use std::fmt;

use lintcast_core::{LineRange, LintcastError};

/// Parsed `@@ -a,b +c,d @@` header of a unified-diff hunk.
///
/// # Examples
///
/// ```
/// use lintcast_difflens::parser::HunkHeader;
///
/// let header = HunkHeader::parse("@@ -43,6 +48,8 @@ fn main() {").unwrap();
/// assert_eq!(header.new_start, 48);
/// assert_eq!(header.new_lines, 8);
/// ```
#[derive(Debug, Clone, Copy, PartialEq, Eq)]
pub struct HunkHeader {
    /// Starting line in the old version.
    pub old_start: u32,
    /// Number of lines in the old version.
    pub old_lines: u32,
    /// Starting line in the new version.
    pub new_start: u32,
    /// Number of lines in the new version.
    pub new_lines: u32,
}

impl HunkHeader {
    /// Parse a hunk header line.
    ///
    /// A range without a count (`+5`) has an implicit count of one.
    ///
    /// # Errors
    ///
    /// Returns [`LintcastError::Parse`] if the `@@` delimiters, the `-`/`+`
    /// markers, or the numbers are missing or malformed.
    pub fn parse(line: &str) -> Result<Self, LintcastError> {
        let inner = line
            .strip_prefix("@@ ")
            .and_then(|s| {
                let end = s.find(" @@")?;
                Some(&s[..end])
            })
            .ok_or_else(|| LintcastError::Parse(format!("invalid hunk header: {line}")))?;

        let parts: Vec<&str> = inner.split(' ').collect();
        if parts.len() != 2 {
            return Err(LintcastError::Parse(format!("invalid hunk header: {line}")));
        }

        let old = parts[0]
            .strip_prefix('-')
            .ok_or_else(|| LintcastError::Parse(format!("invalid old range in hunk: {line}")))?;
        let new = parts[1]
            .strip_prefix('+')
            .ok_or_else(|| LintcastError::Parse(format!("invalid new range in hunk: {line}")))?;

        let (old_start, old_lines) = parse_range(old, line)?;
        let (new_start, new_lines) = parse_range(new, line)?;

        Ok(Self {
            old_start,
            old_lines,
            new_start,
            new_lines,
        })
    }

    /// Lines touched in the new version, `[new_start, new_start + new_lines]`.
    ///
    /// The end is inclusive, so the range reaches one line past the hunk.
    /// Findings reported on the line right after an edit still count as part
    /// of the change.
    pub fn new_range(&self) -> LineRange {
        LineRange {
            start: self.new_start,
            end: self.new_start.saturating_add(self.new_lines),
        }
    }
}

impl fmt::Display for HunkHeader {
    fn fmt(&self, f: &mut fmt::Formatter<'_>) -> fmt::Result {
        write!(
            f,
            "@@ -{},{} +{},{} @@",
            self.old_start, self.old_lines, self.new_start, self.new_lines
        )
    }
}

/// Collect the new-version line range of every hunk in a per-file patch.
///
/// Only header lines are inspected; hunk bodies are skipped.
///
/// # Errors
///
/// Returns [`LintcastError::Parse`] on the first malformed hunk header.
///
/// # Examples
///
/// ```
/// use lintcast_difflens::parser::changed_ranges;
/// use lintcast_core::LineRange;
///
/// let patch = "@@ -1,3 +1,4 @@\n fn main() {\n+    hello();\n }\n";
/// let ranges = changed_ranges(patch).unwrap();
/// assert_eq!(ranges, vec![LineRange { start: 1, end: 5 }]);
/// ```
pub fn changed_ranges(patch: &str) -> Result<Vec<LineRange>, LintcastError> {
    patch
        .lines()
        .filter(|line| line.starts_with("@@"))
        .map(|line| HunkHeader::parse(line).map(|h| h.new_range()))
        .collect()
}

fn parse_range(range: &str, context: &str) -> Result<(u32, u32), LintcastError> {
    if let Some((start, count)) = range.split_once(',') {
        let s = start
            .parse()
            .map_err(|_| LintcastError::Parse(format!("invalid range number in: {context}")))?;
        let c = count
            .parse()
            .map_err(|_| LintcastError::Parse(format!("invalid range count in: {context}")))?;
        Ok((s, c))
    } else {
        let s = range
            .parse()
            .map_err(|_| LintcastError::Parse(format!("invalid range number in: {context}")))?;
        Ok((s, 1))
    }
}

• [EXERCISE DETAILS] Go through the material and report each line that holds the string "parser".

• [EXERCISE RESULT]
/// use lintcast_difflens::parser::HunkHeader;
/// use lintcast_difflens::parser::changed_ranges;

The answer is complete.